И то, что лес кончился, тоже отгоняло страх. И опять верховой напомнил ей того молодого жолнера, который с великой своей печалью пошел на войну.

— Вуечку, — спросила уже смелее Маринця у русского солдата, — а где же они, те люди, которые силу имеют бороть царей, которые могут сделать так, чтоб не было войн на свете?

— Они есть, девочка, — ответил ласково солдат. — А из них самый сильный — Ленин. Есть такой русский человек, запомни.

Услышав это, Маринця подумала, что не зря ее тато и дед тянули руку за Россию. И она, взглянув в лицо всадника, похвалилась:

— Мой тато и дед были за Россию.

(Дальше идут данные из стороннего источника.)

//! # VoteRepository
//!
//! 投票台帳の永続化を担当するリポジトリ。
//!
//! ## 設計方針
//!
//! - **1 ユーザー 1 票**: `votes_voter_votable_key`
//!   （`voter_id, votable_type, votable_id`）一意制約が最終防衛線。
//!   違反は `Conflict` として返り、ユースケース層で二重投票エラーになる
//! - **追記のみ**: 投票の更新メソッドは持たない
//! - **ポリモーフィック参照**: `votable_id` に外部キーは張れないため、
//!   投票対象の削除時は [`VoteRepository::delete_for`] で明示的に消す

use async_trait::async_trait;
use chrono::{DateTime, Utc};
use forum_domain::{
    user::UserId,
    vote::{Votable, VotableKind, Vote, VoteDirection, VoteId, VoteRecord, VoteTally},
};
use sqlx::PgPool;
use uuid::Uuid;

use crate::{db::TxContext, error::InfraError};

/// 投票リポジトリトレイト
#[async_trait]
pub trait VoteRepository: Send + Sync {
    /// 投票を記録する（同じ投票者・対象の組が既にあれば `Conflict`）
    async fn insert(&self, tx: &mut TxContext, vote: &Vote) -> Result<(), InfraError>;

    /// トランザクション内で投票者の既存票を検索する
    async fn find_by_voter_in_tx(
        &self,
        tx: &mut TxContext,
        voter_id: &UserId,
        votable: &Votable,
    ) -> Result<Option<Vote>, InfraError>;

    /// トランザクション内で台帳から集計する
    async fn tally_in_tx(
        &self,
        tx: &mut TxContext,
        votable: &Votable,
    ) -> Result<VoteTally, InfraError>;

    /// 台帳から集計する
    async fn tally(&self, votable: &Votable) -> Result<VoteTally, InfraError>;

    /// 投票対象に紐づく投票をすべて削除する
    async fn delete_for(&self, tx: &mut TxContext, votables: &[Votable])
    -> Result<(), InfraError>;
}

/// DB の votes テーブルの行を表す中間構造体
#[derive(sqlx::FromRow)]
struct VoteRow {
    id:           Uuid,
    voter_id:     Uuid,
    votable_type: String,
    votable_id:   Uuid,
    direction:    String,
    created_at:   DateTime<Utc>,
}

impl TryFrom<VoteRow> for Vote {
    type Error = InfraError;

    fn try_from(row: VoteRow) -> Result<Self, Self::Error> {
        let kind: VotableKind = row.votable_type.parse()?;
        let direction: VoteDirection = row.direction.parse()?;
        Ok(Vote::from_db(VoteRecord {
            id: VoteId::from_uuid(row.id),
            voter_id: UserId::from_uuid(row.voter_id),
            votable: Votable::from_parts(kind, row.votable_id),
            direction,
            created_at: row.created_at,
        }))
    }
}

#[derive(sqlx::FromRow)]
struct TallyRow {
    up:   i64,
    down: i64,
}

impl From<TallyRow> for VoteTally {
    fn from(row: TallyRow) -> Self {
        VoteTally::new(row.up, row.down)
    }
}

const TALLY_SQL: &str = r#"
    SELECT
        COUNT(*) FILTER (WHERE direction = 'up')   AS up,
        COUNT(*) FILTER (WHERE direction = 'down') AS down
    FROM votes
    WHERE votable_type = $1 AND votable_id = $2
"#;

/// PostgreSQL 実装の VoteRepository
#[derive(Debug, Clone)]
pub struct PostgresVoteRepository {
    pool: PgPool,
}

impl PostgresVoteRepository {
    pub fn new(pool: PgPool) -> Self {
        Self { pool }
    }
}

#[async_trait]
impl VoteRepository for PostgresVoteRepository {
    #[tracing::instrument(skip_all, level = "debug", fields(votable = %vote.votable()))]
    async fn insert(&self, tx: &mut TxContext, vote: &Vote) -> Result<(), InfraError> {
        let kind: &'static str = vote.votable().kind().into();
        let direction: &'static str = vote.direction().into();

        sqlx::query(
            r#"
            INSERT INTO votes (id, voter_id, votable_type, votable_id, direction, created_at)
            VALUES ($1, $2, $3, $4, $5, $6)
            "#,
        )
        .bind(vote.id().as_uuid())
        .bind(vote.voter_id().as_uuid())
        .bind(kind)
        .bind(vote.votable().id())
        .bind(direction)
        .bind(vote.created_at())
        .execute(tx.conn())
        .await
        .map_err(|e| InfraError::from_write(e, "Vote", vote.votable().to_string()))?;

        Ok(())
    }

    async fn find_by_voter_in_tx(
        &self,
        tx: &mut TxContext,
        voter_id: &UserId,
        votable: &Votable,
    ) -> Result<Option<Vote>, InfraError> {
        let kind: &'static str = votable.kind().into();

        let row = sqlx::query_as::<_, VoteRow>(
            r#"
            SELECT id, voter_id, votable_type, votable_id, direction, created_at
            FROM votes
            WHERE voter_id = $1 AND votable_type = $2 AND votable_id = $3
            "#,
        )
        .bind(voter_id.as_uuid())
        .bind(kind)
        .bind(votable.id())
        .fetch_optional(tx.conn())
        .await?;

        row.map(Vote::try_from).transpose()
    }

    async fn tally_in_tx(
        &self,
        tx: &mut TxContext,
        votable: &Votable,
    ) -> Result<VoteTally, InfraError> {
        let kind: &'static str = votable.kind().into();

        let row = sqlx::query_as::<_, TallyRow>(TALLY_SQL)
            .bind(kind)
            .bind(votable.id())
            .fetch_one(tx.conn())
            .await?;

        Ok(row.into())
    }

    async fn tally(&self, votable: &Votable) -> Result<VoteTally, InfraError> {
        let kind: &'static str = votable.kind().into();

        let row = sqlx::query_as::<_, TallyRow>(TALLY_SQL)
            .bind(kind)
            .bind(votable.id())
            .fetch_one(&self.pool)
            .await?;

        Ok(row.into())
    }

    async fn delete_for(
        &self,
        tx: &mut TxContext,
        votables: &[Votable],
    ) -> Result<(), InfraError> {
        for votable in votables {
            let kind: &'static str = votable.kind().into();
            sqlx::query("DELETE FROM votes WHERE votable_type = $1 AND votable_id = $2")
                .bind(kind)
                .bind(votable.id())
                .execute(tx.conn())
                .await?;
        }

        Ok(())
    }
}

#[cfg(test)]
mod tests {
    use super::*;

    #[test]
    fn test_トレイトはsendとsyncを実装している() {
        fn assert_send_sync<T: Send + Sync>() {}
        assert_send_sync::<Box<dyn VoteRepository>>();
    }
}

И я тоже.

— Вот мы с тобой проехали границу. Теперь ехали полем.

— Это уже Украина. Волынская губерния, — сказал верховой и задумался. А Маринця спросила:

— А где Россия? Мой тато, наверно, в Россию пошли.

— Это Украина и Россия. Украина и Россия.

Они перепутались в голове Маринци, как лес и поле, как небо и облака.

Следила за губами верхового. А оттуда вылетали слова про Киев, про горы, что отражаются в глубоких водах Днепра, про степи, где травы буйные, курганы высокие.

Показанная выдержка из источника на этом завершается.